_Problem requirements_:
For the records below, report how many lines include "under", with no accompanying text.

_Records_:
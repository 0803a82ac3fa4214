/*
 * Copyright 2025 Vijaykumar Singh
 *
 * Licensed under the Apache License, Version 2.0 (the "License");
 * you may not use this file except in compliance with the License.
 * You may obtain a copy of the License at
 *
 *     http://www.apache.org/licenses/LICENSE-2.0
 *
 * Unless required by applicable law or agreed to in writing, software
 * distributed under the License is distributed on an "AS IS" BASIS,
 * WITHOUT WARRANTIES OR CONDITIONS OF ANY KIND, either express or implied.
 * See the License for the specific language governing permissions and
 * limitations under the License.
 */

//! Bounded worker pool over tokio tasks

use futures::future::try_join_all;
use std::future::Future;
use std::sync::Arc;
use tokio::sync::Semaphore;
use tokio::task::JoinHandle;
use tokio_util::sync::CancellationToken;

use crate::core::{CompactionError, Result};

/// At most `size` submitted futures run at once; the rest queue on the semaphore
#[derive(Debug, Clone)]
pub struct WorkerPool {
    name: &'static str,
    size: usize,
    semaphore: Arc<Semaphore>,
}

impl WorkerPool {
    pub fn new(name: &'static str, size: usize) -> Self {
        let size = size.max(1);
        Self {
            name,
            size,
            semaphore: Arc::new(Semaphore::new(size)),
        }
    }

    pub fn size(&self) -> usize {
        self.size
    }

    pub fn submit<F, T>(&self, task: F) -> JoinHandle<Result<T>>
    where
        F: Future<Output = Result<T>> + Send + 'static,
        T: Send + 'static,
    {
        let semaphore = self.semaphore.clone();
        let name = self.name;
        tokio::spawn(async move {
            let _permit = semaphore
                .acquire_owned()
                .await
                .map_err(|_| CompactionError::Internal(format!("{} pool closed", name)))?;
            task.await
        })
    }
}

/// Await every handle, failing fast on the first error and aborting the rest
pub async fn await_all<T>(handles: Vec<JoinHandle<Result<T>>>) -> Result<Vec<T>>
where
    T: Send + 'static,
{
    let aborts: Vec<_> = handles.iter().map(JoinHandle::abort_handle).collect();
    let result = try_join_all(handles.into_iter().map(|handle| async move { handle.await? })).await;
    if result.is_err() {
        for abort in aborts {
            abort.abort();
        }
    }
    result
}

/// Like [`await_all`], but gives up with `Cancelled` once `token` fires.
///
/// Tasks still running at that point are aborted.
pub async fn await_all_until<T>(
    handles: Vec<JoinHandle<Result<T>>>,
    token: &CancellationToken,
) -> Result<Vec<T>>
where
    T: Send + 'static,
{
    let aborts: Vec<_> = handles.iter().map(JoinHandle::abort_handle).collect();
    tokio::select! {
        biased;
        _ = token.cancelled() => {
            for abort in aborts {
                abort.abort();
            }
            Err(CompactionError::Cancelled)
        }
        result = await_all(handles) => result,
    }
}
---
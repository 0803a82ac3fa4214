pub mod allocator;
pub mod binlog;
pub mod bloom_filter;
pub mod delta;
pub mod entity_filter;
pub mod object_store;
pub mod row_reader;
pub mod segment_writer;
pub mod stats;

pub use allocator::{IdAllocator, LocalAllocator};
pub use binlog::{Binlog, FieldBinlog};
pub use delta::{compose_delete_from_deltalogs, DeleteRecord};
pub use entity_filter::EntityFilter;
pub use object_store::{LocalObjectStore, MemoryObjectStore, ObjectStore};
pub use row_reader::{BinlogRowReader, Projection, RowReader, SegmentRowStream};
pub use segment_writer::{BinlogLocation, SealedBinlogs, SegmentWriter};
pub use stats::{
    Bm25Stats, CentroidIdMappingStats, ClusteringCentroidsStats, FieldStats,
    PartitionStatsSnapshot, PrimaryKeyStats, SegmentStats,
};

_Output below_:
3